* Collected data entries

┌──

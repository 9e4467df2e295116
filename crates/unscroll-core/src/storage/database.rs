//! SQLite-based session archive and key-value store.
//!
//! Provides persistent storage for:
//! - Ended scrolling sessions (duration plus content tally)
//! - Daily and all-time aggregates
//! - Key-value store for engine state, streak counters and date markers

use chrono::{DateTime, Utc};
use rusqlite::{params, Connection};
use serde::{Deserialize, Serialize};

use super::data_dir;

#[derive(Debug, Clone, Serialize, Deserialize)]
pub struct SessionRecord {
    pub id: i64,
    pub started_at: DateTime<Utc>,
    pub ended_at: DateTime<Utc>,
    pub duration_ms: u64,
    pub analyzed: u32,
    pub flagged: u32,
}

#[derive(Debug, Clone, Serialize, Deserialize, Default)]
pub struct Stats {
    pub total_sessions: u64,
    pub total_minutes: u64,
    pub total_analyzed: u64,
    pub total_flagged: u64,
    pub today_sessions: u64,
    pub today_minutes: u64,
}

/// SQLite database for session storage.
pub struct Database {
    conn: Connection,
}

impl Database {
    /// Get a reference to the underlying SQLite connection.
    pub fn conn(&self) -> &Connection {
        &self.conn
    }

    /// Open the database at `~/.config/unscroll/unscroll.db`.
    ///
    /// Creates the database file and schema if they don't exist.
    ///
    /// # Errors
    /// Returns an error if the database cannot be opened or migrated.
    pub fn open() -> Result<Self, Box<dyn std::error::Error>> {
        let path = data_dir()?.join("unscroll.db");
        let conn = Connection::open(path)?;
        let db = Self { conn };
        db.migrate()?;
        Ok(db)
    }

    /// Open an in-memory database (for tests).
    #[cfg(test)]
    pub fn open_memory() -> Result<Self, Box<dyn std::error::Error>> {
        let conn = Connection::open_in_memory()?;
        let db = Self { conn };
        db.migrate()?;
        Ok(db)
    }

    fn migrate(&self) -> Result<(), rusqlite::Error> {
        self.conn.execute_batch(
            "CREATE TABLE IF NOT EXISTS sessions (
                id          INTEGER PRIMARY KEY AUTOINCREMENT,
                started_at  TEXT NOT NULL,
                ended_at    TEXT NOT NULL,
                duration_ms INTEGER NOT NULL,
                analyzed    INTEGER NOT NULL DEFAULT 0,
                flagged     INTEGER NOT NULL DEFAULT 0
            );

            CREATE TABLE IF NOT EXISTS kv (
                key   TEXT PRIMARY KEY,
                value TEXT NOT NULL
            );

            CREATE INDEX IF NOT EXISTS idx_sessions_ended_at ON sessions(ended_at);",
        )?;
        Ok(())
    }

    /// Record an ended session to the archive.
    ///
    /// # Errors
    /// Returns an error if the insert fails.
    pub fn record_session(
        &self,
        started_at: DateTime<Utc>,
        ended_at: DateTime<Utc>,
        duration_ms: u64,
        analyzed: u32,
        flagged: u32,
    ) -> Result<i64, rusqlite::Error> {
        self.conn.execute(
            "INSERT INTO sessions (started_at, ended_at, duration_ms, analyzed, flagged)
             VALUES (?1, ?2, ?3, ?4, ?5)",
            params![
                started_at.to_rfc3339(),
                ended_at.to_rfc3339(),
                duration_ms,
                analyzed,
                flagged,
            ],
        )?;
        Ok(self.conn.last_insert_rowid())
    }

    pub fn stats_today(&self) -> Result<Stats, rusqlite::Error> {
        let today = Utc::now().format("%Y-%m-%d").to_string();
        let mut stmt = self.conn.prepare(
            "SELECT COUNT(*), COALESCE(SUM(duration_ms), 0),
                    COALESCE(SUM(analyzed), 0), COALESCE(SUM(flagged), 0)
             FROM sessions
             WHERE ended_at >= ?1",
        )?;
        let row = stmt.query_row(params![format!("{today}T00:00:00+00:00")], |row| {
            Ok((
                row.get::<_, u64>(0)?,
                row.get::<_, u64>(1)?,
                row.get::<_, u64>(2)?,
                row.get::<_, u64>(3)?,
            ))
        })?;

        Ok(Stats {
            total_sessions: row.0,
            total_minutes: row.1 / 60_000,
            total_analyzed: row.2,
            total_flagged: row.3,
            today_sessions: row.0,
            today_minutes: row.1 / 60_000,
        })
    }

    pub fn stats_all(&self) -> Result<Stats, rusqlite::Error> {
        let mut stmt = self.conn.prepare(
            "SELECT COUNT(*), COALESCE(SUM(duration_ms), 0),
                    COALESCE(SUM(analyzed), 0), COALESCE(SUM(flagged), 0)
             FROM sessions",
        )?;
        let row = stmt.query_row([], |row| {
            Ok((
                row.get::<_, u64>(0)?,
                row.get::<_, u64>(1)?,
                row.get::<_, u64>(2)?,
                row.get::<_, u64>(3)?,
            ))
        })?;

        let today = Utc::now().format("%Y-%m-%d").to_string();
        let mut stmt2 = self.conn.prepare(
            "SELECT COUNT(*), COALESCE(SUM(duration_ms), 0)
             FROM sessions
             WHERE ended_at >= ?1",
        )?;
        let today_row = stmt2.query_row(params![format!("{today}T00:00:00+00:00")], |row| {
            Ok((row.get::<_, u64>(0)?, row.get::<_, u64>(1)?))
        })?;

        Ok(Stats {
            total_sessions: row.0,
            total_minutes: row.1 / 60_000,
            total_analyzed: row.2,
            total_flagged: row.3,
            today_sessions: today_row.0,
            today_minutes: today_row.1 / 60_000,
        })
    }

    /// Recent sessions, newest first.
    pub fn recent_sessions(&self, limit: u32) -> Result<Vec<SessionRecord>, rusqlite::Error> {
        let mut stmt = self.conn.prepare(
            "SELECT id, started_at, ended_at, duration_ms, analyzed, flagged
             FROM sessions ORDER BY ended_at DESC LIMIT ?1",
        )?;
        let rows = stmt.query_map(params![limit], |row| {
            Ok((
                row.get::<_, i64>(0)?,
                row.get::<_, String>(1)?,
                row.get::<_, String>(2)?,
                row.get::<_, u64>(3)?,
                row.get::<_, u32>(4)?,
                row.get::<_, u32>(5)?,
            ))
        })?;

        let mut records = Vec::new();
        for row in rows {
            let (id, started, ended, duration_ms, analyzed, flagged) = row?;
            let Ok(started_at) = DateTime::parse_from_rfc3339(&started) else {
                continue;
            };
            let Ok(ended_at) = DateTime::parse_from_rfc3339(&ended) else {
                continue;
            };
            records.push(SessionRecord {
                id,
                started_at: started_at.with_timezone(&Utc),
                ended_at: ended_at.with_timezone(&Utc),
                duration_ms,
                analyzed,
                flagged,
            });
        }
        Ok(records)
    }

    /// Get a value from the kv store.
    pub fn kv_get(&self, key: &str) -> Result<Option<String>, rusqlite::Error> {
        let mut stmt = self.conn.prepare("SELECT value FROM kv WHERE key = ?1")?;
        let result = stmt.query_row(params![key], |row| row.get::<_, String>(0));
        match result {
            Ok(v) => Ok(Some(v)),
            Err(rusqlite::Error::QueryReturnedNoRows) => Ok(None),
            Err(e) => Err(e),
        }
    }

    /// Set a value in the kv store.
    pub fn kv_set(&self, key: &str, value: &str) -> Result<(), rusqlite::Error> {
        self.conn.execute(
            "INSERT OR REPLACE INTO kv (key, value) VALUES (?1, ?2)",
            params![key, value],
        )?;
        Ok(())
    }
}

└──

* TO DO
Reproduce, word for word, all of the entries above.

* SOLUTION
repository 9e4467df2e295116
filename crates/unscroll-core/src/storage/database.rs
//! SQLite-based session archive and key-value store.
//!
//! Provides persistent storage for:
//! - Ended scrolling sessions (duration plus content tally)
//! - Daily and all-time aggregates
//! - Key-value store for engine state, streak counters and date markers

use chrono::{DateTime, Utc};
use rusqlite::{params, Connection};
use serde::{Deserialize, Serialize};

use super::data_dir;

#[derive(Debug, Clone, Serialize, Deserialize)]
pub struct SessionRecord {
    pub id: i64,
    pub started_at: DateTime<Utc>,
    pub ended_at: DateTime<Utc>,
    pub duration_ms: u64,
    pub analyzed: u32,
    pub flagged: u32,
}

#[derive(Debug, Clone, Serialize, Deserialize, Default)]
pub struct Stats {
    pub total_sessions: u64,
    pub total_minutes: u64,
    pub total_analyzed: u64,
    pub total_flagged: u64,
    pub today_sessions: u64,
    pub today_minutes: u64,
}

/// SQLite database for session storage.
pub struct Database {
    conn: Connection,
}

impl Database {
    /// Get a reference to the underlying SQLite connection.
    pub fn conn(&self) -> &Connection {
        &self.conn
    }

    /// Open the database at `~/.config/unscroll/unscroll.db`.
    ///
    /// Creates the database file and schema if they don't exist.
    ///
    /// # Errors
    /// Returns an error if the database cannot be opened or migrated.
    pub fn open() -> Result<Self, Box<dyn std::error::Error>> {
        let path = data_dir()?.join("unscroll.db");
        let conn = Connection::open(path)?;
        let db = Self { conn };
        db.migrate()?;
        Ok(db)
    }

    /// Open an in-memory database (for tests).
    #[cfg(test)]
    pub fn open_memory() -> Result<Self, Box<dyn std::error::Error>> {
        let conn = Connection::open_in_memory()?;
        let db = Self { conn };
        db.migrate()?;
        Ok(db)
    }

    fn migrate(&self) -> Result<(), rusqlite::Error> {
        self.conn.execute_batch(
            "CREATE TABLE IF NOT EXISTS sessions (
                id          INTEGER PRIMARY KEY AUTOINCREMENT,
                started_at  TEXT NOT NULL,
                ended_at    TEXT NOT NULL,
                duration_ms INTEGER NOT NULL,
                analyzed    INTEGER NOT NULL DEFAULT 0,
                flagged     INTEGER NOT NULL DEFAULT 0
            );

            CREATE TABLE IF NOT EXISTS kv (
                key   TEXT PRIMARY KEY,
                value TEXT NOT NULL
            );

            CREATE INDEX IF NOT EXISTS idx_sessions_ended_at ON sessions(ended_at);",
        )?;
        Ok(())
    }

    /// Record an ended session to the archive.
    ///
    /// # Errors
    /// Returns an error if the insert fails.
    pub fn record_session(
        &self,
        started_at: DateTime<Utc>,
        ended_at: DateTime<Utc>,
        duration_ms: u64,
        analyzed: u32,
        flagged: u32,
    ) -> Result<i64, rusqlite::Error> {
        self.conn.execute(
            "INSERT INTO sessions (started_at, ended_at, duration_ms, analyzed, flagged)
             VALUES (?1, ?2, ?3, ?4, ?5)",
            params![
                started_at.to_rfc3339(),
                ended_at.to_rfc3339(),
                duration_ms,
                analyzed,
                flagged,
            ],
        )?;
        Ok(self.conn.last_insert_rowid())
    }

    pub fn stats_today(&self) -> Result<Stats, rusqlite::Error> {
        let today = Utc::now().format("%Y-%m-%d").to_string();
        let mut stmt = self.conn.prepare(
            "SELECT COUNT(*), COALESCE(SUM(duration_ms), 0),
                    COALESCE(SUM(analyzed), 0), COALESCE(SUM(flagged), 0)
             FROM sessions
             WHERE ended_at >= ?1",
        )?;
        let row = stmt.query_row(params![format!("{today}T00:00:00+00:00")], |row| {
            Ok((
                row.get::<_, u64>(0)?,
                row.get::<_, u64>(1)?,
                row.get::<_, u64>(2)?,
                row.get::<_, u64>(3)?,
            ))
        })?;

        Ok(Stats {
            total_sessions: row.0,
            total_minutes: row.1 / 60_000,
            total_analyzed: row.2,
            total_flagged: row.3,
            today_sessions: row.0,
            today_minutes: row.1 / 60_000,
        })
    }

    pub fn stats_all(&self) -> Result<Stats, rusqlite::Error> {
        let mut stmt = self.conn.prepare(
            "SELECT COUNT(*), COALESCE(SUM(duration_ms), 0),
                    COALESCE(SUM(analyzed), 0), COALESCE(SUM(flagged), 0)
             FROM sessions",
        )?;
        let row = stmt.query_row([], |row| {
            Ok((
                row.get::<_, u64>(0)?,
                row.get::<_, u64>(1)?,
                row.get::<_, u64>(2)?,
                row.get::<_, u64>(3)?,
            ))
        })?;

        let today = Utc::now().format("%Y-%m-%d").to_string();
        let mut stmt2 = self.conn.prepare(
            "SELECT COUNT(*), COALESCE(SUM(duration_ms), 0)
             FROM sessions
             WHERE ended_at >= ?1",
        )?;
        let today_row = stmt2.query_row(params![format!("{today}T00:00:00+00:00")], |row| {
            Ok((row.get::<_, u64>(0)?, row.get::<_, u64>(1)?))
        })?;

        Ok(Stats {
            total_sessions: row.0,
            total_minutes: row.1 / 60_000,
            total_analyzed: row.2,
            total_flagged: row.3,
            today_sessions: today_row.0,
            today_minutes: today_row.1 / 60_000,
        })
    }

    /// Recent sessions, newest first.
    pub fn recent_sessions(&self, limit: u32) -> Result<Vec<SessionRecord>, rusqlite::Error> {
        let mut stmt = self.conn.prepare(
            "SELECT id, started_at, ended_at, duration_ms, analyzed, flagged
             FROM sessions ORDER BY ended_at DESC LIMIT ?1",
        )?;
        let rows = stmt.query_map(params![limit], |row| {
            Ok((
                row.get::<_, i64>(0)?,
                row.get::<_, String>(1)?,
                row.get::<_, String>(2)?,
                row.get::<_, u64>(3)?,
                row.get::<_, u32>(4)?,
                row.get::<_, u32>(5)?,
            ))
        })?;

        let mut records = Vec::new();
        for row in rows {
            let (id, started, ended, duration_ms, analyzed, flagged) = row?;
            let Ok(started_at) = DateTime::parse_from_rfc3339(&started) else {
                continue;
            };
            let Ok(ended_at) = DateTime::parse_from_rfc3339(&ended) else {
                continue;
            };
            records.push(SessionRecord {
                id,
                started_at: started_at.with_timezone(&Utc),
                ended_at: ended_at.with_timezone(&Utc),
                duration_ms,
                analyzed,
                flagged,
            });
        }
        Ok(records)
    }

    /// Get a value from the kv store.
    pub fn kv_get(&self, key: &str) -> Result<Option<String>, rusqlite::Error> {
        let mut stmt = self.conn.prepare("SELECT value FROM kv WHERE key = ?1")?;
        let result = stmt.query_row(params![key], |row| row.get::<_, String>(0));
        match result {
            Ok(v) => Ok(Some(v)),
            Err(rusqlite::Error::QueryReturnedNoRows) => Ok(None),
            Err(e) => Err(e),
        }
    }

    /// Set a value in the kv store.
    pub fn kv_set(&self, key: &str, value: &str) -> Result<(), rusqlite::Error> {
        self.conn.execute(
            "INSERT OR REPLACE INTO kv (key, value) VALUES (?1, ?2)",
            params![key, value],
        )?;
        Ok(())
    }
}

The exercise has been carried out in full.